* [DESCRIPTION OF THE TASK]
Could you reproduce the lines below from the one with "impl ModuleResolver for" through the one with "let shared = &run.shared;"? Keep both ends and add nothing.

* [DATASET CONTENT]
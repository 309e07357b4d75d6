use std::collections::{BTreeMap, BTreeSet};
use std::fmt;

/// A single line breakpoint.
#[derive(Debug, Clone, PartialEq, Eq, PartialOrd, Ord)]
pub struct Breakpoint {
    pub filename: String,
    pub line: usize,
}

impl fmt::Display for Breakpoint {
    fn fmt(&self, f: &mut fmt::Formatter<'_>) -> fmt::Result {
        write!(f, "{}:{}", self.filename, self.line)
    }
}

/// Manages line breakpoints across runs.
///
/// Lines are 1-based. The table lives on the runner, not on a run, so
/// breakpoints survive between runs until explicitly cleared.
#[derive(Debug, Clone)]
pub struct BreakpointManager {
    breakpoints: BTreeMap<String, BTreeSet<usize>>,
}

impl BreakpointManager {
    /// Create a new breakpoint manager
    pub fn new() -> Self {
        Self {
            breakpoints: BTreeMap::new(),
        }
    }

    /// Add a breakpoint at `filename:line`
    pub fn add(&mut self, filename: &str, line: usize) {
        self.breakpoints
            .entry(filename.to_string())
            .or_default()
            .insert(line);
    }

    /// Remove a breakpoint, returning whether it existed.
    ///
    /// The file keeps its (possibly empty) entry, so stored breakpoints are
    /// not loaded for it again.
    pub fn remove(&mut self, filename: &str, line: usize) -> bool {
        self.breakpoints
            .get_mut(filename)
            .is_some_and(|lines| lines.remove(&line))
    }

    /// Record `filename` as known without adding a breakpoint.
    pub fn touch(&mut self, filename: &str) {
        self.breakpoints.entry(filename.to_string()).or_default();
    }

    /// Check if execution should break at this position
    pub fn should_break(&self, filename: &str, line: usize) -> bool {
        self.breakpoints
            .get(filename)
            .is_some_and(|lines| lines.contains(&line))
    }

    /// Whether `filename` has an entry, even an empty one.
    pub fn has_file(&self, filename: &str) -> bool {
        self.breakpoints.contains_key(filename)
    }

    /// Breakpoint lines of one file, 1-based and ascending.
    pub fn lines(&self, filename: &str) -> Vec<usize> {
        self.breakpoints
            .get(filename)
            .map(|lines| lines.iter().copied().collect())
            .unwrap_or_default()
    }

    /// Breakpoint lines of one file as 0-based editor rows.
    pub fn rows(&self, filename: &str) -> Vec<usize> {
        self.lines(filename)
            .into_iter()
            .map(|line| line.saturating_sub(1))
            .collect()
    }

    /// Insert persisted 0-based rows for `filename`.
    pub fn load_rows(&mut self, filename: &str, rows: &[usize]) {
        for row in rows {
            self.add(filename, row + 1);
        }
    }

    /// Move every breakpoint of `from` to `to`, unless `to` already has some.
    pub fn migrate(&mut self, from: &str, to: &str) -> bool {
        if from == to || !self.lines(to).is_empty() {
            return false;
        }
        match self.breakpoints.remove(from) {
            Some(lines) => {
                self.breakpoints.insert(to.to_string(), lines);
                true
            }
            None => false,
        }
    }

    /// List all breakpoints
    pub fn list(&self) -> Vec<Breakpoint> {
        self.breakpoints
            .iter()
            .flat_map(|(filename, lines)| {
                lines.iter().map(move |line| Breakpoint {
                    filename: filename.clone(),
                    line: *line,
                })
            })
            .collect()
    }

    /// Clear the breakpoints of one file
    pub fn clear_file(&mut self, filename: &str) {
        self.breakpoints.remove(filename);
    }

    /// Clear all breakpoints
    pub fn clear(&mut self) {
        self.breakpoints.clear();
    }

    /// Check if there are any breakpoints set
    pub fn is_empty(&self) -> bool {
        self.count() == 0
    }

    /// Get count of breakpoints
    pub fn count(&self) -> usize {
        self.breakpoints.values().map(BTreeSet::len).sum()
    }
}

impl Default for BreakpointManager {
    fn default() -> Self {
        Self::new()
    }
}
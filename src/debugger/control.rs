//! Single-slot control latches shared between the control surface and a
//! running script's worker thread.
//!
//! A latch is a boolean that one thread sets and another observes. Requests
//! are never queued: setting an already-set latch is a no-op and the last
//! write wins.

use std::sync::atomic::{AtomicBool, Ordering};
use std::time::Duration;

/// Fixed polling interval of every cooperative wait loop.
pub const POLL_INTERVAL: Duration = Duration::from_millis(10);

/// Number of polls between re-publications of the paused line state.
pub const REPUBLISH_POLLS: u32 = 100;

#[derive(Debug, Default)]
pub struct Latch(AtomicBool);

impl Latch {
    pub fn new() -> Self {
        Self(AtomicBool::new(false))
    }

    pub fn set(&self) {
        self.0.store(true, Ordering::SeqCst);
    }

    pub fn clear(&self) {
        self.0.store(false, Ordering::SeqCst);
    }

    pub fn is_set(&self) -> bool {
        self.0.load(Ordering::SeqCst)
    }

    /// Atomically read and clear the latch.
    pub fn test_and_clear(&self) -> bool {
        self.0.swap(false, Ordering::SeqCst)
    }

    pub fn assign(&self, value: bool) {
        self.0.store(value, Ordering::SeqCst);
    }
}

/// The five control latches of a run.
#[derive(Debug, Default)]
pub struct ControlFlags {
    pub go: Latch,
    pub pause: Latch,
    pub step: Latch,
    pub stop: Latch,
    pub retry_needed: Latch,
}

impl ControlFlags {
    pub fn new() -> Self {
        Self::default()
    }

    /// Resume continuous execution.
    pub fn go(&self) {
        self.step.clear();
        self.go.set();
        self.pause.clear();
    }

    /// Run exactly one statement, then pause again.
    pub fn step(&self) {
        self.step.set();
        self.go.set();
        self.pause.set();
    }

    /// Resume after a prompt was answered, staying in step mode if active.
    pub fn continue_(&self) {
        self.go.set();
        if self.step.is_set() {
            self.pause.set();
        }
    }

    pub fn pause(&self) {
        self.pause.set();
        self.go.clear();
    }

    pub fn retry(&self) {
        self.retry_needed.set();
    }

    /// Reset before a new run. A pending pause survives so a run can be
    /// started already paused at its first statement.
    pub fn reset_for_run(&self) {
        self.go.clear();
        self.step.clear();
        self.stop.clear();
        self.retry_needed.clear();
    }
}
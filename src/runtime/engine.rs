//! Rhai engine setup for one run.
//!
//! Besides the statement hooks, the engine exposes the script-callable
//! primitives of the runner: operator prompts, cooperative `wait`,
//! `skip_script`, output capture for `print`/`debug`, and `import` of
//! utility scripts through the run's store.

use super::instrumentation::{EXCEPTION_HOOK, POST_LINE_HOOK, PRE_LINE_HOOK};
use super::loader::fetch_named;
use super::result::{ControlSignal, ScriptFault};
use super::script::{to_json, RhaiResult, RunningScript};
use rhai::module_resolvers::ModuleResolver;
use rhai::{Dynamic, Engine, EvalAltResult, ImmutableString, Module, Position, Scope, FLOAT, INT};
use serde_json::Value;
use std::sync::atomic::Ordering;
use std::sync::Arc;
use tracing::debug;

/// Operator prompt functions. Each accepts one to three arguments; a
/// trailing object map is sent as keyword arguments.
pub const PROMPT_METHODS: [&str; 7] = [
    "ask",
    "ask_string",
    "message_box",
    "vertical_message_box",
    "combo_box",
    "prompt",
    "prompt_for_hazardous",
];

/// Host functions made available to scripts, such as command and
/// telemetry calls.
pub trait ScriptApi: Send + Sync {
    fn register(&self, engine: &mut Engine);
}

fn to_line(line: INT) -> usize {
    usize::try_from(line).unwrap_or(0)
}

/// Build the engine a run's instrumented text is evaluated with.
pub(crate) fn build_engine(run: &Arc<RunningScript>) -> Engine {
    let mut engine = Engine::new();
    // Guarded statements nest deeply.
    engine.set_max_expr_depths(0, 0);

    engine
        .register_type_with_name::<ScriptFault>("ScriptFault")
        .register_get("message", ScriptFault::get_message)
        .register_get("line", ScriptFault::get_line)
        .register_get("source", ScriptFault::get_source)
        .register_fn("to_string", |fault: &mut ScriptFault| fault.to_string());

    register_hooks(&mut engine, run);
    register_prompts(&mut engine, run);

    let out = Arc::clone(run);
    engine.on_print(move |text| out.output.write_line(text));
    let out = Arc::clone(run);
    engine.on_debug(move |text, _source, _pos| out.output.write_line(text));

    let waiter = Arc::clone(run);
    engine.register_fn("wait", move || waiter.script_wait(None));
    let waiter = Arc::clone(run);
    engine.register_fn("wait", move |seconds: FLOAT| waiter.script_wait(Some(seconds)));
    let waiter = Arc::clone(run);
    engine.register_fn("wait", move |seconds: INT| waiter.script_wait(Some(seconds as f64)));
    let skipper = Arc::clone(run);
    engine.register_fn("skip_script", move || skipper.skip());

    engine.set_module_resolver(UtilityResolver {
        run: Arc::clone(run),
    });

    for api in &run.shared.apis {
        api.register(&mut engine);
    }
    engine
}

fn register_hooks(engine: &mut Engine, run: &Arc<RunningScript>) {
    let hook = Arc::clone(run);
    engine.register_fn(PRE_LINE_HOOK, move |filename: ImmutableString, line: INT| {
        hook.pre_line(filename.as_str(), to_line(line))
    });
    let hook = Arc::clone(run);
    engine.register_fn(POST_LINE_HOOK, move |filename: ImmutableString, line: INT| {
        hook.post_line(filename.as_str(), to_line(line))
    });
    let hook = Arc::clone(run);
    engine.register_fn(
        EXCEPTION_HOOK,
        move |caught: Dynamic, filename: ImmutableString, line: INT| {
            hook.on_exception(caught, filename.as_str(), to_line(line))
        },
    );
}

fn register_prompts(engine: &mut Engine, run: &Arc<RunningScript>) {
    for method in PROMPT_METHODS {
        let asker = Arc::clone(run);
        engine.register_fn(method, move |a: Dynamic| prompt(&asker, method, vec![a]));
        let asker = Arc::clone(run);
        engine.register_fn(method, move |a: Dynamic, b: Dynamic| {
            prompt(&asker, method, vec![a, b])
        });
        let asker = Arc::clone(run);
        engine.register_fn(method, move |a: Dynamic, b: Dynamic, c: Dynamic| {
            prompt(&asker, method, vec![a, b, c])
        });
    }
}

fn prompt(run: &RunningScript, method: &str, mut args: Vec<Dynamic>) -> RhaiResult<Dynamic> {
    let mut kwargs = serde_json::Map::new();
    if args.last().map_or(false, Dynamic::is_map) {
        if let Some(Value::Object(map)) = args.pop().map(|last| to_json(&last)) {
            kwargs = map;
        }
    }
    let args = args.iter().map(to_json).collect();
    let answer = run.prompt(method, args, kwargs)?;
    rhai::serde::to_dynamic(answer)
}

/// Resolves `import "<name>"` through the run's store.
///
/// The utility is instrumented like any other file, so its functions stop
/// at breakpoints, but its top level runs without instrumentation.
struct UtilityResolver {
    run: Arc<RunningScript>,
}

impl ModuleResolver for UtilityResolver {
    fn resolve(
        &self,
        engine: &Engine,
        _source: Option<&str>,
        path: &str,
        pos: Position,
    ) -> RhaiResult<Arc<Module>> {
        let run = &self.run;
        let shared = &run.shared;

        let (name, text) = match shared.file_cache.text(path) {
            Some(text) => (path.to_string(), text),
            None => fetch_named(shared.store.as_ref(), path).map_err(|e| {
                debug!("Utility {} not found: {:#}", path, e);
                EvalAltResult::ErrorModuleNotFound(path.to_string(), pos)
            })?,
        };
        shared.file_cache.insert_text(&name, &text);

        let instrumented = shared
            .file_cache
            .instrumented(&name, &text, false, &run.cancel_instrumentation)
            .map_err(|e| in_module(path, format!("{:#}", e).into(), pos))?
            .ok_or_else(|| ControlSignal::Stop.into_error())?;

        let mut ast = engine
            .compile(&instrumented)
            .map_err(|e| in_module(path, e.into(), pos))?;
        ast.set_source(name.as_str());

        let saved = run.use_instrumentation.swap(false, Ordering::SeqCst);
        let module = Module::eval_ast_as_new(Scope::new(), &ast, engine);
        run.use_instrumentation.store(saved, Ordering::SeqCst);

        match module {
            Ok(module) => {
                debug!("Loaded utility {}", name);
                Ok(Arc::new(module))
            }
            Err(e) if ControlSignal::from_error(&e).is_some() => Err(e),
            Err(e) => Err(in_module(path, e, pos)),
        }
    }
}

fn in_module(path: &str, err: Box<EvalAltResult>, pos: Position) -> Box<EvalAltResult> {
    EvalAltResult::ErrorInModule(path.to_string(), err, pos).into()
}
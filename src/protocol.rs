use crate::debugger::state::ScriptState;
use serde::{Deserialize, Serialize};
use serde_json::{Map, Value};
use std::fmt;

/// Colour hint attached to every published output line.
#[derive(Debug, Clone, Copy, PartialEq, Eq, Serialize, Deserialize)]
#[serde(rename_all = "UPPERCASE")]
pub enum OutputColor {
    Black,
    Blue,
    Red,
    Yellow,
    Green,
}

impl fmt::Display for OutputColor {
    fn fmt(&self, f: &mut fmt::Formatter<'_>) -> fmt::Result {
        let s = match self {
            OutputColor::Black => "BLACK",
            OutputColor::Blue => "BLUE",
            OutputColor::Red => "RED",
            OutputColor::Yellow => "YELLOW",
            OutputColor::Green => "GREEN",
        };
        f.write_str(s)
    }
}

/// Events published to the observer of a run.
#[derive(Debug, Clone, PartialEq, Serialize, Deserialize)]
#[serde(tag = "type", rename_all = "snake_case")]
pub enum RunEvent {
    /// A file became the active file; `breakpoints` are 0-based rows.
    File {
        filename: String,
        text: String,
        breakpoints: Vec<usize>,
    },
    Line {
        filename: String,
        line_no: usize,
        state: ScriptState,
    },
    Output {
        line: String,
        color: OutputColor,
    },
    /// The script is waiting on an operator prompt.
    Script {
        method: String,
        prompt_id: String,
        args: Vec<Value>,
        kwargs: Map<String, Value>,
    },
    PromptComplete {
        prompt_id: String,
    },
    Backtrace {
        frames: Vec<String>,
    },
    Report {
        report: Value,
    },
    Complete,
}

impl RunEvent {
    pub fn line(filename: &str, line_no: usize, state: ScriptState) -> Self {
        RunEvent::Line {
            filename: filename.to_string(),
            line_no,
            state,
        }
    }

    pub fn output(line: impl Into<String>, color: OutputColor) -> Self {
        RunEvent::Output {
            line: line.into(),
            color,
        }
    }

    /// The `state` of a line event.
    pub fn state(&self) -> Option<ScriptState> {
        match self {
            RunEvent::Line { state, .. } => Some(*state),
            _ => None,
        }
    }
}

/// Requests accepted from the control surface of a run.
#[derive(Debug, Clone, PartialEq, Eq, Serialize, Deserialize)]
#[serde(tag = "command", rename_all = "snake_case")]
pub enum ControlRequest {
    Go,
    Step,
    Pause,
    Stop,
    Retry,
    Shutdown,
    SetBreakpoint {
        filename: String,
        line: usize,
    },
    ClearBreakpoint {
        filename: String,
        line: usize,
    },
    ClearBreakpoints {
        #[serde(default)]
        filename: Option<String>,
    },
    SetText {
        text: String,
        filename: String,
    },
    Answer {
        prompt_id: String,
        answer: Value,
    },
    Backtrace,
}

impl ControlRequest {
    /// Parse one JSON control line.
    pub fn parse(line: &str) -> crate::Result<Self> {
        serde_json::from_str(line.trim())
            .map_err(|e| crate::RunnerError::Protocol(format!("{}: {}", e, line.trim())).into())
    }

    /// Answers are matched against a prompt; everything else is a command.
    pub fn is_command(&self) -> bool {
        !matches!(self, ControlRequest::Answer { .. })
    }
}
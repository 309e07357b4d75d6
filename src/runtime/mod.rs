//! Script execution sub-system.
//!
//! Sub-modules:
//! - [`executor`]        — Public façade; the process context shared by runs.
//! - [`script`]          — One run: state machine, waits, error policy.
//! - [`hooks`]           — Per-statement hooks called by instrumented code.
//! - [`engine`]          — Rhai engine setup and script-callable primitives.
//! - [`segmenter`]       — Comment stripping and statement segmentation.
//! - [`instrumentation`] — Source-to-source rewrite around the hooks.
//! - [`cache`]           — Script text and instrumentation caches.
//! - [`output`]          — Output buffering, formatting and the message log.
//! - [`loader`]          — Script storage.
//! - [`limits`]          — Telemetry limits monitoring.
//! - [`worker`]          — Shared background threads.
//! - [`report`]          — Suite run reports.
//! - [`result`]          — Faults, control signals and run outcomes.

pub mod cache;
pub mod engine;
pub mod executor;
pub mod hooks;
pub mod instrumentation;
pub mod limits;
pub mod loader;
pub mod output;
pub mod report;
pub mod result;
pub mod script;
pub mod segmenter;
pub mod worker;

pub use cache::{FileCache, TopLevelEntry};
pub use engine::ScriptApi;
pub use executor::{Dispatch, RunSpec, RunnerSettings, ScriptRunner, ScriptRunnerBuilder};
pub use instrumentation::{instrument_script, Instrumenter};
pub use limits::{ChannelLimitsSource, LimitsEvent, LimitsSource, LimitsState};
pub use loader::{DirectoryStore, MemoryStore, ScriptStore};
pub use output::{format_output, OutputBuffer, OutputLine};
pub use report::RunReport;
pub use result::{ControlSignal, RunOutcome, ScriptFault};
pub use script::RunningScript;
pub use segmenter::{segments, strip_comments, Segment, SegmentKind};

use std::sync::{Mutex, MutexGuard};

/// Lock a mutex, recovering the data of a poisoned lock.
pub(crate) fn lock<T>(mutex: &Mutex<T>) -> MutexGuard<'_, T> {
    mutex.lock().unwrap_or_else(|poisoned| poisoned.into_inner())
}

* [TASK OUTPUT]
impl ModuleResolver for UtilityResolver {
    fn resolve(
        &self,
        engine: &Engine,
        _source: Option<&str>,
        path: &str,
        pos: Position,
    ) -> RhaiResult<Arc<Module>> {
        let run = &self.run;
        let shared = &run.shared;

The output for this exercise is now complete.